Source material:
------------------------------------------------------------------------

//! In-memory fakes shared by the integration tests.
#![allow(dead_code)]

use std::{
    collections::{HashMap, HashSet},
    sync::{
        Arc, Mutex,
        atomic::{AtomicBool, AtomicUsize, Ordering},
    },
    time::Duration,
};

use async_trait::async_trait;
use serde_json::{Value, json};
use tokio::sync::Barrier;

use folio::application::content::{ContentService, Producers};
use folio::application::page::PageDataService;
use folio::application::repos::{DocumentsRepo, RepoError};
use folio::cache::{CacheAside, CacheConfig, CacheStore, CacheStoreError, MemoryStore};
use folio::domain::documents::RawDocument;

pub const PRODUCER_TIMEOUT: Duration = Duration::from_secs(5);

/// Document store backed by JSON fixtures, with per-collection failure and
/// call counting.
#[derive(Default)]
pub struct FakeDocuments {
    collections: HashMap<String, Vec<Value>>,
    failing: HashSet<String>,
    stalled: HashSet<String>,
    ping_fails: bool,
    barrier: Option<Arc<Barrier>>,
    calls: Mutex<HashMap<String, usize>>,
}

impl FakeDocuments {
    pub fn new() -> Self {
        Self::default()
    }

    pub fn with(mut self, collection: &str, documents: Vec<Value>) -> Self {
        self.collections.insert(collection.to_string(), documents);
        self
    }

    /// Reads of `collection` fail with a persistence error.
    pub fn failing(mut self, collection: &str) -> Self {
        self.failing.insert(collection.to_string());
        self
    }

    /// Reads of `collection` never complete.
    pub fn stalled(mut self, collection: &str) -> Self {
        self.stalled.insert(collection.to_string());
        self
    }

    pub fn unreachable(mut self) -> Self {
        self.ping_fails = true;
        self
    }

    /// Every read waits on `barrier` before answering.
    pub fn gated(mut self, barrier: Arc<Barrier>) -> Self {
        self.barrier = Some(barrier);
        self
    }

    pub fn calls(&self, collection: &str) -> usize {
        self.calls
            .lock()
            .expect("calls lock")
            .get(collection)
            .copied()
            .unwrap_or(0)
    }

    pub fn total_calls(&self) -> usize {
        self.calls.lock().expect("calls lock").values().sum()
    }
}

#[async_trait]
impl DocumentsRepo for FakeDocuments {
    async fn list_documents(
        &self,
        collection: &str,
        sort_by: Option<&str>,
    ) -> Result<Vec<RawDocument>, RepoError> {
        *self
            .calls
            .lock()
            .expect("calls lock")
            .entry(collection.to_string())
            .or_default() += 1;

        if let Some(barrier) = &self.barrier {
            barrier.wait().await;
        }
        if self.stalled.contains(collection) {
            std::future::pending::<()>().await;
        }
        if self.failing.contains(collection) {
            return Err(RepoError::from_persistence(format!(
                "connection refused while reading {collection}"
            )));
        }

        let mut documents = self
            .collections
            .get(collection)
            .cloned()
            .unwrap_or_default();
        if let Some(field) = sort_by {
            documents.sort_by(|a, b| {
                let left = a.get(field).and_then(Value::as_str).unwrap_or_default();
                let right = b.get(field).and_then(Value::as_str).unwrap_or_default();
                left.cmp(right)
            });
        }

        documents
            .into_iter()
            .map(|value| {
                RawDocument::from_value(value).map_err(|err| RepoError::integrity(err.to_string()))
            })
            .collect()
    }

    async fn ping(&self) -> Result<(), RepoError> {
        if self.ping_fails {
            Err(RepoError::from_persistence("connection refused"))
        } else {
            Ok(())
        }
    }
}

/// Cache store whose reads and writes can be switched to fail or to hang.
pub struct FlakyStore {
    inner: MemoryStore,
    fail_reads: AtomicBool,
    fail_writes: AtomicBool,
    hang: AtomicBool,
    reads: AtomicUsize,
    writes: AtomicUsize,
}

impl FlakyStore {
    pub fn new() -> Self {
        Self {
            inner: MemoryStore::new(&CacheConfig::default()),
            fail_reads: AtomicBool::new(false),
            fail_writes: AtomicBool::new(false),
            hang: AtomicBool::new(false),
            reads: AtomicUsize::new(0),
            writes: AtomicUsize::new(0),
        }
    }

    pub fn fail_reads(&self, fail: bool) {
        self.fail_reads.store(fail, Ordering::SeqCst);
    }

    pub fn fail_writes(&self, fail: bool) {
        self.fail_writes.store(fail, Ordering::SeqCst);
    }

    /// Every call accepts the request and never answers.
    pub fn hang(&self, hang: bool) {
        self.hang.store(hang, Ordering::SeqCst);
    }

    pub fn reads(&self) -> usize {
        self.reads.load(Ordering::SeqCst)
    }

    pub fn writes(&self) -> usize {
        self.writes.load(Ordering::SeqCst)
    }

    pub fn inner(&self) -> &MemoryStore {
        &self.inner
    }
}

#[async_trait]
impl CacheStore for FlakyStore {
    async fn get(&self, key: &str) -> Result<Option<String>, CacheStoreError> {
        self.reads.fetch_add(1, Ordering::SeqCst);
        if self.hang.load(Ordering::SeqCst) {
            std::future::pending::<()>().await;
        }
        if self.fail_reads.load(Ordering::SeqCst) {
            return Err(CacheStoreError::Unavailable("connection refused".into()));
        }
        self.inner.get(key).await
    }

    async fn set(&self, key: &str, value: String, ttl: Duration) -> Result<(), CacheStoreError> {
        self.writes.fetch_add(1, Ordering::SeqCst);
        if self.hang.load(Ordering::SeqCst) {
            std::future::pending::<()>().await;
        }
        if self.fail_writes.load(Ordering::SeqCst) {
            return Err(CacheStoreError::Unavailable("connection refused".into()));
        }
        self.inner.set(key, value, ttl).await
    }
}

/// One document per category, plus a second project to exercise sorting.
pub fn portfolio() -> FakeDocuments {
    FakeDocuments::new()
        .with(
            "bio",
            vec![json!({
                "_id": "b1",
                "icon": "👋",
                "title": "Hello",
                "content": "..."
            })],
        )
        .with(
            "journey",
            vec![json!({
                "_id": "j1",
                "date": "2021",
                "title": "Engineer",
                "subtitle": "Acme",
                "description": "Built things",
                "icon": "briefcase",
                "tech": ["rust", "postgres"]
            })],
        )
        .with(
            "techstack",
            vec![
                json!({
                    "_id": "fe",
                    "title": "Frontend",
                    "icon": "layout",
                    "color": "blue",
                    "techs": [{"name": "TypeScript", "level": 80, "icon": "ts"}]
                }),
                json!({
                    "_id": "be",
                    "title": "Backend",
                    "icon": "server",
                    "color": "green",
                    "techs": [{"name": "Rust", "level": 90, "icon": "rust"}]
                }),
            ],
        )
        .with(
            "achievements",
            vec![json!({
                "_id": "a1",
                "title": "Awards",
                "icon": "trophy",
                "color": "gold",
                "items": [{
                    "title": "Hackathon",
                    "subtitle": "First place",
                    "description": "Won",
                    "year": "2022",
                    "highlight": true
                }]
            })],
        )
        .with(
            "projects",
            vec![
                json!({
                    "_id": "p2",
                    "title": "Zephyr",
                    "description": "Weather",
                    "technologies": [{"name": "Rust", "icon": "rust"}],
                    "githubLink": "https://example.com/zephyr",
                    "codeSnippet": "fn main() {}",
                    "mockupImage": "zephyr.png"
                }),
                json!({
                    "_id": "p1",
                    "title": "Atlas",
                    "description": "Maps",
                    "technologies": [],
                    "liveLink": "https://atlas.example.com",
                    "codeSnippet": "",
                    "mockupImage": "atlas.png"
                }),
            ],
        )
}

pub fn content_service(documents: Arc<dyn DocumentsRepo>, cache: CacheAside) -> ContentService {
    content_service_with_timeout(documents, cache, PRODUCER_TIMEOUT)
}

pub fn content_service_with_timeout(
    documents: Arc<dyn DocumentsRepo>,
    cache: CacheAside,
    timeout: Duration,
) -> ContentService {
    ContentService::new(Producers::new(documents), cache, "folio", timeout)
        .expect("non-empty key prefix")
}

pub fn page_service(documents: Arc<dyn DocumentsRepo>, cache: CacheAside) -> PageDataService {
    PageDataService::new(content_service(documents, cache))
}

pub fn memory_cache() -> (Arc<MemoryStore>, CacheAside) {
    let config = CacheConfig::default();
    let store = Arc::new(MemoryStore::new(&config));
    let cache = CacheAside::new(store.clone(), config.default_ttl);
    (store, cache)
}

------------------------------------------------------------------------

Requirement: Copy all lines from the material above that hold the word "HashSet".

Result:
    collections::{HashMap, HashSet},
    failing: HashSet<String>,
    stalled: HashSet<String>,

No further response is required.